Data listing START

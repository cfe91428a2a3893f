//! Name normalization shared by registry aliases and raw inputs.
//!
//! Both sides of every comparison go through `normalize`, so an abbreviation
//! only has to expand consistently, not correctly in every context.

use regex::Regex;
use std::sync::OnceLock;

/// Filler words ignored when comparing token sets
pub const STOPWORDS: &[&str] = &["the", "of", "at", "and", "vs", "in", "for"];

/// Words that appear in many team names and never identify a team alone
pub const DEFAULT_DISAMBIGUATION_TOKENS: &[&str] =
    &["state", "tech", "saint", "city", "college", "university"];

/// Abbreviation rules, applied in order on the lowercased string
fn abbreviation_rules() -> &'static [(Regex, &'static str)] {
    static RULES: OnceLock<Vec<(Regex, &'static str)>> = OnceLock::new();
    RULES.get_or_init(|| {
        [
            // Leading "St." is Saint ("St. John's", "St. Bonaventure")
            (r"^st\b\.?", "saint"),
            // Mid-name "St." before a saint's name ("Mount St. Mary's")
            (
                r"\bst\b\.?(\s+(?:mary|john|joseph|peter|francis|louis|thomas|bonaventure|augustine|lawrence|ambrose|anselm|norbert|olaf|edward|michael|cloud|xavier)'?s?)\b",
                "saint$1",
            ),
            (r"\bst\b\.?", "state"),
            (r"\buniv\b\.?", "university"),
            (r"\bmt\b\.?", "mount"),
            (r"\bintl\b\.?", "international"),
        ]
        .into_iter()
        .map(|(pattern, replacement)| {
            (
                Regex::new(pattern).expect("abbreviation pattern is valid"),
                replacement,
            )
        })
        .collect()
    })
}

/// Lowercase, strip trailing punctuation, expand abbreviations, then drop
/// remaining punctuation and collapse whitespace.
pub fn normalize(raw: &str) -> String {
    let lower = raw.trim().to_lowercase();
    let mut expanded = lower
        .trim_end_matches(|c: char| c.is_ascii_punctuation())
        .to_string();

    for (pattern, replacement) in abbreviation_rules() {
        if pattern.is_match(&expanded) {
            expanded = pattern.replace_all(&expanded, *replacement).into_owned();
        }
    }

    expanded
        .chars()
        .filter_map(|c| match c {
            c if c.is_alphanumeric() || c.is_whitespace() => Some(c),
            '-' | '/' | '(' | ')' | ',' | '.' => Some(' '),
            _ => None,
        })
        .collect::<String>()
        .split_whitespace()
        .collect::<Vec<_>>()
        .join(" ")
}

/// Normalize and split into words
pub fn tokenize(raw: &str) -> Vec<String> {
    normalize(raw)
        .split_whitespace()
        .map(|w| w.to_string())
        .collect()
}

pub fn is_stopword(word: &str) -> bool {
    STOPWORDS.contains(&word)
}

#[cfg(test)]
mod tests {
    use super::*;

    #[test]
    fn test_state_abbreviation_expanded_before_split() {
        assert_eq!(normalize("Boise St."), "boise state");
        assert_eq!(normalize("Boise St"), "boise state");
        assert_eq!(normalize("  BOISE   STATE "), "boise state");
    }

    #[test]
    fn test_st_inside_word_untouched() {
        assert_eq!(normalize("Stanford"), "stanford");
        assert_eq!(normalize("East Carolina"), "east carolina");
        assert_eq!(normalize("Northwestern St."), "northwestern state");
    }

    #[test]
    fn test_leading_st_is_saint() {
        assert_eq!(normalize("St. John's"), "saint johns");
        assert_eq!(normalize("St. Bonaventure"), "saint bonaventure");
    }

    #[test]
    fn test_bare_abbreviation() {
        assert_eq!(normalize("St."), "saint");
        assert_eq!(normalize("State"), "state");
    }

    #[test]
    fn test_punctuation_handling() {
        assert_eq!(normalize("Texas A&M"), "texas am");
        assert_eq!(normalize("Miami (OH)"), "miami oh");
        assert_eq!(normalize("UL-Monroe"), "ul monroe");
        assert_eq!(normalize("Hawai'i!"), "hawaii");
    }

    #[test]
    fn test_other_abbreviations() {
        assert_eq!(normalize("Mt. St. Mary's"), "mount saint marys");
        assert_eq!(normalize("Mount St. Mary's"), normalize("Mount Saint Mary's"));
        assert_eq!(normalize("Fort Valley St."), "fort valley state");
        assert_eq!(normalize("Mount St Joseph"), "mount saint joseph");
        assert_eq!(normalize("Florida Intl"), "florida international");
    }

    #[test]
    fn test_tokenize() {
        assert_eq!(tokenize("San Diego St."), vec!["san", "diego", "state"]);
        assert!(tokenize("   ").is_empty());
    }
}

Data listing END

What you are asked to do
Filter the data, keeping only the lines that contain "Regex".

Problem solution
use regex::Regex;
fn abbreviation_rules() -> &'static [(Regex, &'static str)] {
    static RULES: OnceLock<Vec<(Regex, &'static str)>> = OnceLock::new();
                Regex::new(pattern).expect("abbreviation pattern is valid"),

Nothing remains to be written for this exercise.